From ed050703921efdab033a5898d2993be2a87a0e8c Mon Sep 17 00:00:00 2001
From: "Egli Adrian (IT-SCI-API-PFI)" <adrian.egli@sbb.ch>
Date: Sat, 19 Dec 2020 13:01:22 +0100
Subject: [PATCH] refactored

---
 reinforcement_learning/dddqn_policy.py               |  4 ++--
 reinforcement_learning/multi_agent_training.py       |  6 +++---
 reinforcement_learning/policy.py                     | 12 ++++++++++++
 reinforcement_learning/ppo_agent.py                  |  6 +++---
 .../ppo_deadlockavoidance_agent.py                   |  6 +++---
 utils/dead_lock_avoidance_agent.py                   |  4 ++--
 6 files changed, 25 insertions(+), 13 deletions(-)

diff --git a/reinforcement_learning/dddqn_policy.py b/reinforcement_learning/dddqn_policy.py
index 9864ca6..864c6a7 100644
--- a/reinforcement_learning/dddqn_policy.py
+++ b/reinforcement_learning/dddqn_policy.py
@@ -9,11 +9,11 @@ import torch.nn.functional as F
 import torch.optim as optim
 
 from reinforcement_learning.model import DuelingQNetwork
-from reinforcement_learning.policy import Policy
+from reinforcement_learning.policy import Policy, LearningPolicy
 from reinforcement_learning.replay_buffer import ReplayBuffer
 
 
-class DDDQNPolicy(Policy):
+class DDDQNPolicy(LearningPolicy):
     """Dueling Double DQN policy"""
 
     def __init__(self, state_size, action_size, in_parameters, evaluation_mode=False):
diff --git a/reinforcement_learning/multi_agent_training.py b/reinforcement_learning/multi_agent_training.py
index cce7ecc..b219ace 100755
--- a/reinforcement_learning/multi_agent_training.py
+++ b/reinforcement_learning/multi_agent_training.py
@@ -519,11 +519,11 @@ def eval_policy(env, tree_observation, policy, train_params, obs_params):
 if __name__ == "__main__":
     parser = ArgumentParser()
     parser.add_argument("-n", "--n_episodes", help="number of episodes to run", default=12000, type=int)

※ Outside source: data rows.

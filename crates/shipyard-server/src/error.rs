//! API error handling.

use axum::Json;
use axum::http::StatusCode;
use axum::response::{IntoResponse, Response};
use serde_json::json;

/// API error type.
#[derive(Debug)]
pub enum ApiError {
    NotFound(String),
    BadRequest(String),
    Conflict(String),
    Unavailable(String),
    Internal(String),
}

impl IntoResponse for ApiError {
    fn into_response(self) -> Response {
        let (status, message) = match self {
            ApiError::NotFound(msg) => (StatusCode::NOT_FOUND, msg),
            ApiError::BadRequest(msg) => (StatusCode::BAD_REQUEST, msg),
            ApiError::Conflict(msg) => (StatusCode::CONFLICT, msg),
            ApiError::Unavailable(msg) => (StatusCode::SERVICE_UNAVAILABLE, msg),
            ApiError::Internal(msg) => (StatusCode::INTERNAL_SERVER_ERROR, msg),
        };

        let body = Json(json!({
            "error": message
        }));

        (status, body).into_response()
    }
}

impl From<shipyard_core::Error> for ApiError {
    fn from(err: shipyard_core::Error) -> Self {
        match err {
            shipyard_core::Error::NotFound(msg) => ApiError::NotFound(msg),
            shipyard_core::Error::InvalidInput(msg) => ApiError::BadRequest(msg),
            shipyard_core::Error::Conflict(msg) => ApiError::Conflict(msg),
            _ => ApiError::Internal(err.to_string()),
        }
    }
}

-    parser.add_argument("-t", "--training_env_config", help="training config id (eg 0 for Test_0)", default=3,
+    parser.add_argument("-t", "--training_env_config", help="training config id (eg 0 for Test_0)", default=2,
                         type=int)
-    parser.add_argument("-e", "--evaluation_env_config", help="evaluation config id (eg 0 for Test_0)", default=1,
+    parser.add_argument("-e", "--evaluation_env_config", help="evaluation config id (eg 0 for Test_0)", default=2,
                         type=int)
-    parser.add_argument("--n_evaluation_episodes", help="number of evaluation episodes", default=1, type=int)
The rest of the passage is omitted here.